Menariknya, Rektor ULM, Prof. Dr. Ahmad Alim Bachri, SE., M.Si, tidak termasuk dalam daftar saksi yang diperiksa oleh polisi.
"Total sudah 9 orang saksi kita periksa, baik dari pihak keamanan, saksi yang pertama kali menemukan titik api, hingga yang mencoba memadamkan api menggunakan alat pemadam," ungkap Kasat Reskrim Polresta Banjarmasin, Kompol Eru Alsepa, Jumat (1/8/2025).
Eru menjelaskan, penyelidikan dilakukan bekerja sama dengan Pusat Laboratorium Forensik (Puslabfor) Surabaya.
'Pada Kamis sore, tim forensik telah melakukan identifikasi di lokasi kebakaran dan mengamankan sejumlah barang bukti," ucap Eru.

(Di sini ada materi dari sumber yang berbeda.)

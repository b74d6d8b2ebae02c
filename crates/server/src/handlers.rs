//! Route handlers
//!
//! Every plot/export route resolves the render source (dataset, layer,
//! basis) from settings, then delegates to the artifact cache; the handlers
//! themselves contain no cache logic.

use crate::{ApiError, AppState};
use axum::extract::{Path, State};
use axum::http::{header, StatusCode};
use axum::response::{IntoResponse, Response};
use axum::Json;
use figserve_cache::{Ensured, RenderSource};
use figserve_core::ArtifactKind;
use figserve_render::{dataset_path, list_datasets, pick_default_dataset};
use serde::Deserialize;
use serde_json::json;

#[derive(Debug, Deserialize)]
pub(crate) struct PlotForm {
    key: String,
}

#[derive(Debug, Deserialize)]
#[serde(rename_all = "lowercase")]
enum ExportFormat {
    Pdf,
    Tiff,
}

#[derive(Debug, Deserialize)]
pub(crate) struct ExportForm {
    key: String,
    format: ExportFormat,
    dpi: Option<u32>,
}

/// Resolve the render inputs shared by every artifact request.
fn render_source(state: &AppState) -> Result<RenderSource, ApiError> {
    let settings = &state.settings;
    let name = pick_default_dataset(&settings.data_dir, settings.default_dataset.as_deref())?;
    Ok(RenderSource {
        dataset: dataset_path(&settings.data_dir, &name),
        layer: settings.default_layer.clone(),
        basis: settings.default_basis.clone(),
        plot_dpi: settings.plot_dpi,
    })
}

/// Read an ensured artifact back for the response body.
async fn artifact_bytes(ensured: &Ensured) -> Result<Vec<u8>, ApiError> {
    tokio::fs::read(&ensured.path).await.map_err(|e| {
        ApiError::internal(
            "cached artifact could not be read back",
            Some(format!("{}: {e}", ensured.path.display())),
        )
    })
}

fn cache_hit_header(ensured: &Ensured) -> (&'static str, &'static str) {
    ("x-cache-hit", if ensured.cache_hit { "1" } else { "0" })
}

pub(crate) async fn health_handler(State(state): State<AppState>) -> Response {
    let layout = state.settings.layout();
    Json(json!({
        "ok": true,
        "settings": &*state.settings,
        "png_dir": layout.png_dir(),
        "pdf_dir": layout.pdf_dir(),
        "tiff_dir": layout.tiff_dir(),
        "lock_dir": layout.lock_dir(),
    }))
    .into_response()
}

pub(crate) async fn datasets_handler(
    State(state): State<AppState>,
) -> Result<Response, ApiError> {
    let datasets = list_datasets(&state.settings.data_dir)?;
    Ok(Json(json!({ "ok": true, "datasets": datasets })).into_response())
}

pub(crate) async fn plot_handler(
    State(state): State<AppState>,
    Json(form): Json<PlotForm>,
) -> Result<Response, ApiError> {
    let source = render_source(&state)?;
    let ensured = state
        .cache
        .ensure(ArtifactKind::Plot, &form.key, &source)
        .await?;
    tracing::info!(key = %ensured.key, cache_hit = ensured.cache_hit, "plot ensured");
    Ok(Json(json!({
        "ok": true,
        "key": ensured.key,
        "path": ensured.path,
        "cache_hit": ensured.cache_hit,
    }))
    .into_response())
}

pub(crate) async fn plot_png_handler(
    State(state): State<AppState>,
    Path(key): Path<String>,
) -> Result<Response, ApiError> {
    let source = render_source(&state)?;
    let ensured = state
        .cache
        .ensure(ArtifactKind::Plot, &key, &source)
        .await?;
    let bytes = artifact_bytes(&ensured).await?;
    Ok((
        StatusCode::OK,
        [
            (header::CONTENT_TYPE.as_str(), "image/png"),
            cache_hit_header(&ensured),
        ],
        bytes,
    )
        .into_response())
}

pub(crate) async fn export_handler(
    State(state): State<AppState>,
    Json(form): Json<ExportForm>,
) -> Result<Response, ApiError> {
    let (kind, content_type) = match form.format {
        ExportFormat::Pdf => (ArtifactKind::ExportPdf, "application/pdf"),
        ExportFormat::Tiff => {
            let dpi = form
                .dpi
                .ok_or_else(|| ApiError::bad_request("tiff export requires a dpi"))?;
            (
                ArtifactKind::export_tiff(dpi, &state.settings.allowed_export_dpi)?,
                "image/tiff",
            )
        }
    };

    let source = render_source(&state)?;
    let ensured = state.cache.ensure(kind, &form.key, &source).await?;
    tracing::info!(
        key = %ensured.key,
        format = kind.format(),
        cache_hit = ensured.cache_hit,
        "export ensured"
    );

    let file_name = kind.file_name(&ensured.key);
    let bytes = artifact_bytes(&ensured).await?;
    Ok((
        StatusCode::OK,
        [
            (header::CONTENT_TYPE.as_str(), content_type.to_string()),
            (
                header::CONTENT_DISPOSITION.as_str(),
                format!("attachment; filename=\"{file_name}\""),
            ),
            (
                "x-cache-hit",
                if ensured.cache_hit { "1" } else { "0" }.to_string(),
            ),
        ],
        bytes,
    )
        .into_response())
}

Beberapa sampel dan barang bukti pihaknya bawa ke Surabaya untuk diperiksa di laboratorium forensik.
BACA JUGA: Bupati Saidi Mansyur Usir Wartawan Saat Pelantikan Pj. Sekda Banjar, Ada Apa?
"Hasilnya kemungkinan keluar sekitar satu minggu ke depan," lanjutnya.
Selain memeriksa saksi, polisi juga mengamankan rekaman dari DVR CCTV kampus, namun kondisi DVR tersebut ditemukan dalam keadaan terbakar di lokasi kejadian.
"Walaupun DVR terbakar, tetap kita bawa untuk diperiksa di forensik," ungkapnya.
Tidak menutup kemungkinan jumlah saksi akan bertambah, terutama dari pihak yang berada di lokasi saat kejadian maupun sebelumnya.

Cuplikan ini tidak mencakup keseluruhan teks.